[Stored data]
========================

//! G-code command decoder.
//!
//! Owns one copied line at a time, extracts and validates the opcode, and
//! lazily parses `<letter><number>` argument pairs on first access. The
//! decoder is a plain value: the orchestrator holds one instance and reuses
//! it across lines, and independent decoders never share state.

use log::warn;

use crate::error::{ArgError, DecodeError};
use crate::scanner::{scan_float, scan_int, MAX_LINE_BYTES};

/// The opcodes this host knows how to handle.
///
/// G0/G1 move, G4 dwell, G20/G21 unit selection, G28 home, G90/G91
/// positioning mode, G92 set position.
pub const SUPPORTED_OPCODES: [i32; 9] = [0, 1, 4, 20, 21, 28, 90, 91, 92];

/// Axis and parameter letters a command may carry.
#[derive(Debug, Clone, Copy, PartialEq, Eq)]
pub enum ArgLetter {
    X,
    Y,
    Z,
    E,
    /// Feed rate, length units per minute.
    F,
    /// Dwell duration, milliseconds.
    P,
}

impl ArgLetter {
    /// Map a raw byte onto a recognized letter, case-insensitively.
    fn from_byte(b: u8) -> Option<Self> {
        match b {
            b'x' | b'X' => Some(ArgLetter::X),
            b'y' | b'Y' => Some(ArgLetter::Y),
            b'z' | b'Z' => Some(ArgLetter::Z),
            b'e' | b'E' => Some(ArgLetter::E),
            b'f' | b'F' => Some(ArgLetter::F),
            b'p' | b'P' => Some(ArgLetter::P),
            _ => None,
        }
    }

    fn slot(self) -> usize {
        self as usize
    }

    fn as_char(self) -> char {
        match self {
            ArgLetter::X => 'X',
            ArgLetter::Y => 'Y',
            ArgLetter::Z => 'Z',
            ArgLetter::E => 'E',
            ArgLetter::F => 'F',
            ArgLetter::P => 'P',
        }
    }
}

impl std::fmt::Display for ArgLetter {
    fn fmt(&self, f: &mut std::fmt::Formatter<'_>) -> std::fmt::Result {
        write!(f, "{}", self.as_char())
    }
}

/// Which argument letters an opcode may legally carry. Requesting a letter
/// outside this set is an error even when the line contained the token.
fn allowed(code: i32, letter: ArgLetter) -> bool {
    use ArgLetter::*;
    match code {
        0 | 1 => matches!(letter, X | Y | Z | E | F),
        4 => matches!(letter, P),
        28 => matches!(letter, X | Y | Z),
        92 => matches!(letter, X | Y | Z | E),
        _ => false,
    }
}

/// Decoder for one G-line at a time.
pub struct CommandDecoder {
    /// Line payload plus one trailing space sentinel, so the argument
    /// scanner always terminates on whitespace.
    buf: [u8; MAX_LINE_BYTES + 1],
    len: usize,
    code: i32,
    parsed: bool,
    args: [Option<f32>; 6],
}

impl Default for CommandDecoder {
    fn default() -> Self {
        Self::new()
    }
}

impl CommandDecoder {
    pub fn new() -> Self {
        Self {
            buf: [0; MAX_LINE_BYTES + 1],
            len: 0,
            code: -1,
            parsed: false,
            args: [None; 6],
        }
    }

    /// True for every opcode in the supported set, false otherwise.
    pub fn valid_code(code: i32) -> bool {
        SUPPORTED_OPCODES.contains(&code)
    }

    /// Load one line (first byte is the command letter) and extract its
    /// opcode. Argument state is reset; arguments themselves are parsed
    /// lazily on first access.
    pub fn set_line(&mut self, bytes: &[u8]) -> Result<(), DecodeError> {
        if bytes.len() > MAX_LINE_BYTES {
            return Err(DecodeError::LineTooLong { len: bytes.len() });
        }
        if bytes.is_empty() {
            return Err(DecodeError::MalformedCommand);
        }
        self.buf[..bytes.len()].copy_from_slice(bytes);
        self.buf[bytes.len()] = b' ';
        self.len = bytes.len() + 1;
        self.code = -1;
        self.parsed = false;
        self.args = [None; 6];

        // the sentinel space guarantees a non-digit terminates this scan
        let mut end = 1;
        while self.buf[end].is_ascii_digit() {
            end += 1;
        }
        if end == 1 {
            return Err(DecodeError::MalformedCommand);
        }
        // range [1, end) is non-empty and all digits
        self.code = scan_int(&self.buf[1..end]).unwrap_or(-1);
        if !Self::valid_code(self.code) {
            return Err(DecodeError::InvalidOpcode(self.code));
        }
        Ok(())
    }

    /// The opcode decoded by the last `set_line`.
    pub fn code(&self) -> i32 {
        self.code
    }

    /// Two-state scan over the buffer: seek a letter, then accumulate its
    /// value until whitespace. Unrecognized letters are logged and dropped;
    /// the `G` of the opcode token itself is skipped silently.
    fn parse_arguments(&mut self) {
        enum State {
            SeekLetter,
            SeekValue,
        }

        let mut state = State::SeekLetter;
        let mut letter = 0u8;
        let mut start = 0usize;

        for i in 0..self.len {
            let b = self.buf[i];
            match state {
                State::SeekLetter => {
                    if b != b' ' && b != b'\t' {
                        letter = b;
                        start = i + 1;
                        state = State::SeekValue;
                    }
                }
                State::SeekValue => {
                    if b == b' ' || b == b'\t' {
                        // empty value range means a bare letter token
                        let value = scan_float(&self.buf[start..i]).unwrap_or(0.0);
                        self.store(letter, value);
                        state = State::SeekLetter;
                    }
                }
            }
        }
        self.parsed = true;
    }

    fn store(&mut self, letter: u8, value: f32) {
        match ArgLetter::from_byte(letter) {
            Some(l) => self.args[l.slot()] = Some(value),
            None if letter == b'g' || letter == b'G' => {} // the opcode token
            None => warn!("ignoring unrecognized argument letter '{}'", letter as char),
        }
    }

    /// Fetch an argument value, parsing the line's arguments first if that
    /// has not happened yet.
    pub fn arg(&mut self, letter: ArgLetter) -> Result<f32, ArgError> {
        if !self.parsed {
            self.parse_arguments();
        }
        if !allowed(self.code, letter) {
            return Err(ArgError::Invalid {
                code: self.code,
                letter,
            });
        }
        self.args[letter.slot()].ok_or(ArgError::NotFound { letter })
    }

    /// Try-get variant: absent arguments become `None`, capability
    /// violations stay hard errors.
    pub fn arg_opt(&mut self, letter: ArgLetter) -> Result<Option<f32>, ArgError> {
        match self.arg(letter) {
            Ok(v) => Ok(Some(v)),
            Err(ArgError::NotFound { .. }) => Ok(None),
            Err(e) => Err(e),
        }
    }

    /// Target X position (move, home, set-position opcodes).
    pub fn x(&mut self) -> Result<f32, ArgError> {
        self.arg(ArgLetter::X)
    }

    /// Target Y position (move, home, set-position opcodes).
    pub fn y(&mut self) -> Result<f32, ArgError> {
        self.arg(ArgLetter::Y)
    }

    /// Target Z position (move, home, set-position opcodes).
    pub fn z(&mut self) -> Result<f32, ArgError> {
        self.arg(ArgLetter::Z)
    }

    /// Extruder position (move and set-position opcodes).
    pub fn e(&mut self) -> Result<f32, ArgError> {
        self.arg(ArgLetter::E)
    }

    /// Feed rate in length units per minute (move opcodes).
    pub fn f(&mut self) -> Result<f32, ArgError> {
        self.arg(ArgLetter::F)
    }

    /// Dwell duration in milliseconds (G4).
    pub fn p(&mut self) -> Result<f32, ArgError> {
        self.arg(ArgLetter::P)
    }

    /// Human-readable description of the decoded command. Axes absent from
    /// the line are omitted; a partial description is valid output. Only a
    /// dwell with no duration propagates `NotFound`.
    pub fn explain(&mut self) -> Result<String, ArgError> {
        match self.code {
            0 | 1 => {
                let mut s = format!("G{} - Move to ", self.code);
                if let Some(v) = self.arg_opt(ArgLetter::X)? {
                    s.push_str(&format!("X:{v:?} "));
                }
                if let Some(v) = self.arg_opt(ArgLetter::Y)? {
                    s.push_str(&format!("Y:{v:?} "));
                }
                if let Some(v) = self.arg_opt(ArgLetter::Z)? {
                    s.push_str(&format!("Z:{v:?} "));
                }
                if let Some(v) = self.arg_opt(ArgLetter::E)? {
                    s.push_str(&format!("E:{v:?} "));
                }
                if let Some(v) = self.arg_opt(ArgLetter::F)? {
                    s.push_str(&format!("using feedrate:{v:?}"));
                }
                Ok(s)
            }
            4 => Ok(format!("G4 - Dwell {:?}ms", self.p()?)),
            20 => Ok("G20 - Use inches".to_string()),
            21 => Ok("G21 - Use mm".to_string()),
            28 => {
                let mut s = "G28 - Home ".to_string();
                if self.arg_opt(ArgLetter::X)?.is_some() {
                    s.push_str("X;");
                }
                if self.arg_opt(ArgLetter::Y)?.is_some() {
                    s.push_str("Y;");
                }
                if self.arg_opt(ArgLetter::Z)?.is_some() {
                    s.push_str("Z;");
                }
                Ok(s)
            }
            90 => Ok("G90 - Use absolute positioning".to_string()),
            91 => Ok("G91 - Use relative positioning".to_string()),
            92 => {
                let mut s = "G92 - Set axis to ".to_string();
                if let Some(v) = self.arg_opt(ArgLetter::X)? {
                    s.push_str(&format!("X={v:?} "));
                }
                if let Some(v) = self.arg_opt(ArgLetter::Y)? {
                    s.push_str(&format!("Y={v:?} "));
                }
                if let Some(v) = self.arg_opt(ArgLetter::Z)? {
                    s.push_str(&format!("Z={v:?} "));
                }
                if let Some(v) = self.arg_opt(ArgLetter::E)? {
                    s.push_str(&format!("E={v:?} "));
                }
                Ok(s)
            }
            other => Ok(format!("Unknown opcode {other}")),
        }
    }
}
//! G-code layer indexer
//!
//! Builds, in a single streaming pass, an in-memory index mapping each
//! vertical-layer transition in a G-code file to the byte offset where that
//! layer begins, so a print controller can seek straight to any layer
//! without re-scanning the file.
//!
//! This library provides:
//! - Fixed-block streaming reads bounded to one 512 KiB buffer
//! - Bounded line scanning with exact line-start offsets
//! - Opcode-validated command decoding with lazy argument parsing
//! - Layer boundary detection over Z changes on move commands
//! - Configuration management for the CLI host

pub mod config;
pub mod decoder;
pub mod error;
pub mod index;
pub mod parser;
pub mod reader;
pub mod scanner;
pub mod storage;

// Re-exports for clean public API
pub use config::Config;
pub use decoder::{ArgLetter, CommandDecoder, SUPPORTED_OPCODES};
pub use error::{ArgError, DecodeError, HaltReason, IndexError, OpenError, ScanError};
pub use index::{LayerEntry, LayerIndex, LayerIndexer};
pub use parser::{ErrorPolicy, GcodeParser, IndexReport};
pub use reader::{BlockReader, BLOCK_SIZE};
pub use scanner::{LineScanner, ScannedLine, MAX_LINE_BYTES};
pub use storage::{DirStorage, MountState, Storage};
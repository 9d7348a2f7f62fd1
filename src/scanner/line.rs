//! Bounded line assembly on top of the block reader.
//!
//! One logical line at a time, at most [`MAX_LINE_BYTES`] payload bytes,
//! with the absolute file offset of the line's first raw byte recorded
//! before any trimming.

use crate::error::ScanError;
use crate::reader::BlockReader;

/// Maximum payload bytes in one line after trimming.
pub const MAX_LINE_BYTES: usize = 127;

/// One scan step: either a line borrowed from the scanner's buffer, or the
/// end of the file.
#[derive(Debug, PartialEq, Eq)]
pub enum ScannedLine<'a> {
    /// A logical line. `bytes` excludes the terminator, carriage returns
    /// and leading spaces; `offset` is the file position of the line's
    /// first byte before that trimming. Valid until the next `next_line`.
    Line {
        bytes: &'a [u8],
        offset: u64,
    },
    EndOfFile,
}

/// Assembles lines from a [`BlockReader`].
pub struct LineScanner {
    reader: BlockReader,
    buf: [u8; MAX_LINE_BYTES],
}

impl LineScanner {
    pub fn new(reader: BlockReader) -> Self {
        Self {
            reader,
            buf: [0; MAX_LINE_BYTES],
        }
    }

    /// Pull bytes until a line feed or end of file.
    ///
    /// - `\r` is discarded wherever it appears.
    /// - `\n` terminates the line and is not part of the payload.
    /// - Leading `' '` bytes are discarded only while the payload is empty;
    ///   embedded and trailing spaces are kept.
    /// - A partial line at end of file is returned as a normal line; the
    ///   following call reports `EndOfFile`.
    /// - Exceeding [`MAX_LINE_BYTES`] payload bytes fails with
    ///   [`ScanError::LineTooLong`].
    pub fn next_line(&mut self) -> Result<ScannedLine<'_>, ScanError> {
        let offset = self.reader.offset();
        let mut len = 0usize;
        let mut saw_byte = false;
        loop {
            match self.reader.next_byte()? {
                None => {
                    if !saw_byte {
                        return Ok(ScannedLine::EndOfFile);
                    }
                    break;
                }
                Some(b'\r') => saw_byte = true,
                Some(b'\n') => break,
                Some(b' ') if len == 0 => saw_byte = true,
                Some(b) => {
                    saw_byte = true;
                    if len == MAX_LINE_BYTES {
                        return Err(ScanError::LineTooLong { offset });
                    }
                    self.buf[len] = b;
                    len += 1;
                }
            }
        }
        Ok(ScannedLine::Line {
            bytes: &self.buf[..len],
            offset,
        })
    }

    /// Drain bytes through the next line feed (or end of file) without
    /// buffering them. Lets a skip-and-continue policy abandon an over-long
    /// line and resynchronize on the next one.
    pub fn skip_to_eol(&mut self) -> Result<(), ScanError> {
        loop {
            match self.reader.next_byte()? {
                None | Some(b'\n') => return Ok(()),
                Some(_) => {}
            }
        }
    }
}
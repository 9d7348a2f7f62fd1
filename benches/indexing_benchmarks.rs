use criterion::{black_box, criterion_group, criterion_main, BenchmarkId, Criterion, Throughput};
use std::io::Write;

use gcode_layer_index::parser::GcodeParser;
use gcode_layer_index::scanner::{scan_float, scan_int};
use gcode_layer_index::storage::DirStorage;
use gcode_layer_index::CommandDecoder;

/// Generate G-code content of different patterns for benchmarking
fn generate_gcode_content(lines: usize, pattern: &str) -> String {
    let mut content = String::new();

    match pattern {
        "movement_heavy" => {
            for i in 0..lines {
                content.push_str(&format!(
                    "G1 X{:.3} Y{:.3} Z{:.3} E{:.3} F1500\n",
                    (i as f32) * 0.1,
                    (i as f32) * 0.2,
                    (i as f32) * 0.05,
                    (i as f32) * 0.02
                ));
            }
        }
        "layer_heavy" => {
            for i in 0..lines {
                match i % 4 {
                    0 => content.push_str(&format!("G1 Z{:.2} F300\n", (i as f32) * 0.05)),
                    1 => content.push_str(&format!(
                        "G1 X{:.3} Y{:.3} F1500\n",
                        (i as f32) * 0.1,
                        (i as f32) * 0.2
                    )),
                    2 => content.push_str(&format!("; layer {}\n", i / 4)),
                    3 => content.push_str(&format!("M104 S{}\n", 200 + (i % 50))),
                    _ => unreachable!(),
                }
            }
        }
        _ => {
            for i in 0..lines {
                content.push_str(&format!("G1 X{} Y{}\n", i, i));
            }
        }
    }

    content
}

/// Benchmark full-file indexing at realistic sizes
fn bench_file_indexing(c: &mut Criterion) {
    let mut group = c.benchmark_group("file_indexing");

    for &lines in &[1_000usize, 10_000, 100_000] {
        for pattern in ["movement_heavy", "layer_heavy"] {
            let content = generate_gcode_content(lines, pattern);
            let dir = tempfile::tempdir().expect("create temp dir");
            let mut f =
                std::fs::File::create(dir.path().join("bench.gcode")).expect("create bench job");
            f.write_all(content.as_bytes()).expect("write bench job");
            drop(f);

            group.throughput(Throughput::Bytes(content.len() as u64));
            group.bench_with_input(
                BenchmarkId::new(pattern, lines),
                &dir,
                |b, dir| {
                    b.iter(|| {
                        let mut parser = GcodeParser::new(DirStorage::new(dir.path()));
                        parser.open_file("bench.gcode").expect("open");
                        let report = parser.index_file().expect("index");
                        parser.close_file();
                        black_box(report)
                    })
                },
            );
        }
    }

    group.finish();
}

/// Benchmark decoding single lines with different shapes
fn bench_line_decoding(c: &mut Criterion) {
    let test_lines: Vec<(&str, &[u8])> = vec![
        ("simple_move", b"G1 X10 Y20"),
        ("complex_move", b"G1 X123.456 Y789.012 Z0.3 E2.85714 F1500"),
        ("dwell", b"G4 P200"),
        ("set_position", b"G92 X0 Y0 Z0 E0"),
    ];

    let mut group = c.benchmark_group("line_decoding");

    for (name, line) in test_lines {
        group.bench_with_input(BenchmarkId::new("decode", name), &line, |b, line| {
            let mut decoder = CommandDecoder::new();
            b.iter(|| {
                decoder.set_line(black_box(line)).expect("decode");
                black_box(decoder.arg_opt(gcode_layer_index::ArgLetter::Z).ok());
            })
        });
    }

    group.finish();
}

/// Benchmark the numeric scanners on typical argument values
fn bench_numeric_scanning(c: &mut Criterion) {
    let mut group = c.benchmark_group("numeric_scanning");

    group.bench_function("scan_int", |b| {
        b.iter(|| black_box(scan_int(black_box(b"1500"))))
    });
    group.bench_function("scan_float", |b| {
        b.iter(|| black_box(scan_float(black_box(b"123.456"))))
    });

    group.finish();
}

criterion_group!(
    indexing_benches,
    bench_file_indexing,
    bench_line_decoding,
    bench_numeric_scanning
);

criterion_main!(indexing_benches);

========================

#### [What you should do]
Working through the entries above, copy every line in which "SeekLetter" is found.

#### [Task result]
            SeekLetter,
        let mut state = State::SeekLetter;
                State::SeekLetter => {
                        state = State::SeekLetter;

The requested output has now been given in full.